WHAT TO PRODUCE:
Return the whole listing, keeping every character the same.

START SUPPLIED MATERIAL

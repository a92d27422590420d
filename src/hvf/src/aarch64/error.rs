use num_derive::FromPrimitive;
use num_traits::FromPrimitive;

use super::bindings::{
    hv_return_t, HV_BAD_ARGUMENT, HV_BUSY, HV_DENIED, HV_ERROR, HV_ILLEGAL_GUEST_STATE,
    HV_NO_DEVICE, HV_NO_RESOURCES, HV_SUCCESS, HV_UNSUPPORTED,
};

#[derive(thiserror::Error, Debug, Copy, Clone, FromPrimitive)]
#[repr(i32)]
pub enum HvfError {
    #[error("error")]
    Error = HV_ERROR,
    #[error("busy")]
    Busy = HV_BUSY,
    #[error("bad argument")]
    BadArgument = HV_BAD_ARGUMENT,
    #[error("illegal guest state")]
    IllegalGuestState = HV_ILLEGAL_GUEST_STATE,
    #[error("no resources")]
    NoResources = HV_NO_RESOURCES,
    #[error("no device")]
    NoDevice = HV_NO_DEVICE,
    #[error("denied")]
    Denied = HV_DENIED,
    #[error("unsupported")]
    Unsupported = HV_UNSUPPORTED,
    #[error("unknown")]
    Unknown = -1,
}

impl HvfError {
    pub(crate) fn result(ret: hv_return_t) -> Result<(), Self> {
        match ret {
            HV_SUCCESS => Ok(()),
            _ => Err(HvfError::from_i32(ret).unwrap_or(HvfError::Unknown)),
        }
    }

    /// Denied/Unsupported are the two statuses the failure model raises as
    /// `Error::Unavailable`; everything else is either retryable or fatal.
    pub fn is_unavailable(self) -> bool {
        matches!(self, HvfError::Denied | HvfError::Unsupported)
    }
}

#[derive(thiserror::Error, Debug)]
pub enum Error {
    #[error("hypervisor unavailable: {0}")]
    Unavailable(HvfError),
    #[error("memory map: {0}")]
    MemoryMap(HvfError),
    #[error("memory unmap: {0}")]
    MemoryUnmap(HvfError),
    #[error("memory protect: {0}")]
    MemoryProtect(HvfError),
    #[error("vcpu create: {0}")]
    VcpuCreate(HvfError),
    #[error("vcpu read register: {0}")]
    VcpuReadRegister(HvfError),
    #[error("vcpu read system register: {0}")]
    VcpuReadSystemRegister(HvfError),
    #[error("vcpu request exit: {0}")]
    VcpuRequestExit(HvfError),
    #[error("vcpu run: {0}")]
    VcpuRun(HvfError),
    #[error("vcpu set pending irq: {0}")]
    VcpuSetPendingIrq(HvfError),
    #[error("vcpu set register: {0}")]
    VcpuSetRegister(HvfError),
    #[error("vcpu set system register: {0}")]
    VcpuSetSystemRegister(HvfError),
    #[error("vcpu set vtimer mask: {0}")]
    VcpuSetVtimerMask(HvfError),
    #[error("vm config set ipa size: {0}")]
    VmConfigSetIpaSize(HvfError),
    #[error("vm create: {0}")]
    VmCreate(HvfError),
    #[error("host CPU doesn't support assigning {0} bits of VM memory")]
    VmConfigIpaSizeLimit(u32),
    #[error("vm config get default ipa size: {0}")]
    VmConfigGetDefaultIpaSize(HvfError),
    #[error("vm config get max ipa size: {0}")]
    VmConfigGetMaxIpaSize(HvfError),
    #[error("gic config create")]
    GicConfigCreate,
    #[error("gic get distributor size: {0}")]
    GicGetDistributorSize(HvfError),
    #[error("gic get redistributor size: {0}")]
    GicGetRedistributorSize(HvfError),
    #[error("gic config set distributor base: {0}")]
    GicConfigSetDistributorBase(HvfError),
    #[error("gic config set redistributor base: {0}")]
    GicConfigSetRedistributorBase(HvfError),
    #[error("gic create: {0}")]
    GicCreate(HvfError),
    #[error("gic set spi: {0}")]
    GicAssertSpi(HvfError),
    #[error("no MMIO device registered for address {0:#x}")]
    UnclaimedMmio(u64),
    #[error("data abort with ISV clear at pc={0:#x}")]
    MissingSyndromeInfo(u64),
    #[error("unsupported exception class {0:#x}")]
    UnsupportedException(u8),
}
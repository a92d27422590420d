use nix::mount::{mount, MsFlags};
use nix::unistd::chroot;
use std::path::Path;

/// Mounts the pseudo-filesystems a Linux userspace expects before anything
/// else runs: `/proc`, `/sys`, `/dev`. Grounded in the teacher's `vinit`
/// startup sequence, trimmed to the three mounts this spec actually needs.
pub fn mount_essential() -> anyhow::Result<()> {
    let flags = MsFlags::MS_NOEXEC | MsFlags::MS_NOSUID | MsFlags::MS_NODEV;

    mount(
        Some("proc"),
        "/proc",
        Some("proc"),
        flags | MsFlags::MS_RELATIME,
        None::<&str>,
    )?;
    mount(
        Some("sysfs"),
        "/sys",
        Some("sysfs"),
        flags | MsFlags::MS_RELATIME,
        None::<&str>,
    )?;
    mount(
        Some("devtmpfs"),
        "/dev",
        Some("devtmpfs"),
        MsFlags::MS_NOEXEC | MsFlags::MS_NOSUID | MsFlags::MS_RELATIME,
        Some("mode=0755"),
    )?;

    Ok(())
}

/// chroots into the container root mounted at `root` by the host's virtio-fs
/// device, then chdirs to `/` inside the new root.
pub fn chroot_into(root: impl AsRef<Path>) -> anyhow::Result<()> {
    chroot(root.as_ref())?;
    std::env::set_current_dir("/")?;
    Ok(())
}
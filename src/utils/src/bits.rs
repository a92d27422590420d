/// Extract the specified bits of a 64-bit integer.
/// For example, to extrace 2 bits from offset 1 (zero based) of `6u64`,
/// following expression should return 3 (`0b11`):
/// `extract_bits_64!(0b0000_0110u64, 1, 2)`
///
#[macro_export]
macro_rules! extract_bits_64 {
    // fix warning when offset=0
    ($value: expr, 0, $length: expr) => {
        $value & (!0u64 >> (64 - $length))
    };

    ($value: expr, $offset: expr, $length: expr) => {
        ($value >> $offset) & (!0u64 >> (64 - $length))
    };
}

END SUPPLIED MATERIAL

SOLVED PROBLEM:
repository a92d27422590420d
filename src/hvf/src/aarch64/error.rs
use num_derive::FromPrimitive;
use num_traits::FromPrimitive;

use super::bindings::{
    hv_return_t, HV_BAD_ARGUMENT, HV_BUSY, HV_DENIED, HV_ERROR, HV_ILLEGAL_GUEST_STATE,
    HV_NO_DEVICE, HV_NO_RESOURCES, HV_SUCCESS, HV_UNSUPPORTED,
};

#[derive(thiserror::Error, Debug, Copy, Clone, FromPrimitive)]
#[repr(i32)]
pub enum HvfError {
    #[error("error")]
    Error = HV_ERROR,
    #[error("busy")]
    Busy = HV_BUSY,
    #[error("bad argument")]
    BadArgument = HV_BAD_ARGUMENT,
    #[error("illegal guest state")]
    IllegalGuestState = HV_ILLEGAL_GUEST_STATE,
    #[error("no resources")]
    NoResources = HV_NO_RESOURCES,
    #[error("no device")]
    NoDevice = HV_NO_DEVICE,
    #[error("denied")]
    Denied = HV_DENIED,
    #[error("unsupported")]
    Unsupported = HV_UNSUPPORTED,
    #[error("unknown")]
    Unknown = -1,
}

impl HvfError {
    pub(crate) fn result(ret: hv_return_t) -> Result<(), Self> {
        match ret {
            HV_SUCCESS => Ok(()),
            _ => Err(HvfError::from_i32(ret).unwrap_or(HvfError::Unknown)),
        }
    }

    /// Denied/Unsupported are the two statuses the failure model raises as
    /// `Error::Unavailable`; everything else is either retryable or fatal.
    pub fn is_unavailable(self) -> bool {
        matches!(self, HvfError::Denied | HvfError::Unsupported)
    }
}

#[derive(thiserror::Error, Debug)]
pub enum Error {
    #[error("hypervisor unavailable: {0}")]
    Unavailable(HvfError),
    #[error("memory map: {0}")]
    MemoryMap(HvfError),
    #[error("memory unmap: {0}")]
    MemoryUnmap(HvfError),
    #[error("memory protect: {0}")]
    MemoryProtect(HvfError),
    #[error("vcpu create: {0}")]
    VcpuCreate(HvfError),
    #[error("vcpu read register: {0}")]
    VcpuReadRegister(HvfError),
    #[error("vcpu read system register: {0}")]
    VcpuReadSystemRegister(HvfError),
    #[error("vcpu request exit: {0}")]
    VcpuRequestExit(HvfError),
    #[error("vcpu run: {0}")]
    VcpuRun(HvfError),
    #[error("vcpu set pending irq: {0}")]
    VcpuSetPendingIrq(HvfError),
    #[error("vcpu set register: {0}")]
    VcpuSetRegister(HvfError),
    #[error("vcpu set system register: {0}")]
    VcpuSetSystemRegister(HvfError),
    #[error("vcpu set vtimer mask: {0}")]
    VcpuSetVtimerMask(HvfError),
    #[error("vm config set ipa size: {0}")]
    VmConfigSetIpaSize(HvfError),
    #[error("vm create: {0}")]
    VmCreate(HvfError),
    #[error("host CPU doesn't support assigning {0} bits of VM memory")]
    VmConfigIpaSizeLimit(u32),
    #[error("vm config get default ipa size: {0}")]
    VmConfigGetDefaultIpaSize(HvfError),
    #[error("vm config get max ipa size: {0}")]
    VmConfigGetMaxIpaSize(HvfError),
    #[error("gic config create")]
    GicConfigCreate,
    #[error("gic get distributor size: {0}")]
    GicGetDistributorSize(HvfError),
    #[error("gic get redistributor size: {0}")]
    GicGetRedistributorSize(HvfError),
    #[error("gic config set distributor base: {0}")]
    GicConfigSetDistributorBase(HvfError),
    #[error("gic config set redistributor base: {0}")]
    GicConfigSetRedistributorBase(HvfError),
    #[error("gic create: {0}")]
    GicCreate(HvfError),
    #[error("gic set spi: {0}")]
    GicAssertSpi(HvfError),
    #[error("no MMIO device registered for address {0:#x}")]
    UnclaimedMmio(u64),
    #[error("data abort with ISV clear at pc={0:#x}")]
    MissingSyndromeInfo(u64),
    #[error("unsupported exception class {0:#x}")]
    UnsupportedException(u8),
}
repository a92d27422590420d
use nix::mount::{mount, MsFlags};
use nix::unistd::chroot;
use std::path::Path;

/// Mounts the pseudo-filesystems a Linux userspace expects before anything
/// else runs: `/proc`, `/sys`, `/dev`. Grounded in the teacher's `vinit`
/// startup sequence, trimmed to the three mounts this spec actually needs.
pub fn mount_essential() -> anyhow::Result<()> {
    let flags = MsFlags::MS_NOEXEC | MsFlags::MS_NOSUID | MsFlags::MS_NODEV;

    mount(
        Some("proc"),
        "/proc",
        Some("proc"),
        flags | MsFlags::MS_RELATIME,
        None::<&str>,
    )?;
    mount(
        Some("sysfs"),
        "/sys",
        Some("sysfs"),
        flags | MsFlags::MS_RELATIME,
        None::<&str>,
    )?;
    mount(
        Some("devtmpfs"),
        "/dev",
        Some("devtmpfs"),
        MsFlags::MS_NOEXEC | MsFlags::MS_NOSUID | MsFlags::MS_RELATIME,
        Some("mode=0755"),
    )?;

    Ok(())
}

/// chroots into the container root mounted at `root` by the host's virtio-fs
/// device, then chdirs to `/` inside the new root.
pub fn chroot_into(root: impl AsRef<Path>) -> anyhow::Result<()> {
    chroot(root.as_ref())?;
    std::env::set_current_dir("/")?;
    Ok(())
}
filename src/utils/src/bits.rs
repository a92d27422590420d
/// Extract the specified bits of a 64-bit integer.
/// For example, to extrace 2 bits from offset 1 (zero based) of `6u64`,
/// following expression should return 3 (`0b11`):
/// `extract_bits_64!(0b0000_0110u64, 1, 2)`
///
#[macro_export]
macro_rules! extract_bits_64 {
    // fix warning when offset=0
    ($value: expr, 0, $length: expr) => {
        $value & (!0u64 >> (64 - $length))
    };

    ($value: expr, $offset: expr, $length: expr) => {
        ($value >> $offset) & (!0u64 >> (64 - $length))
    };
}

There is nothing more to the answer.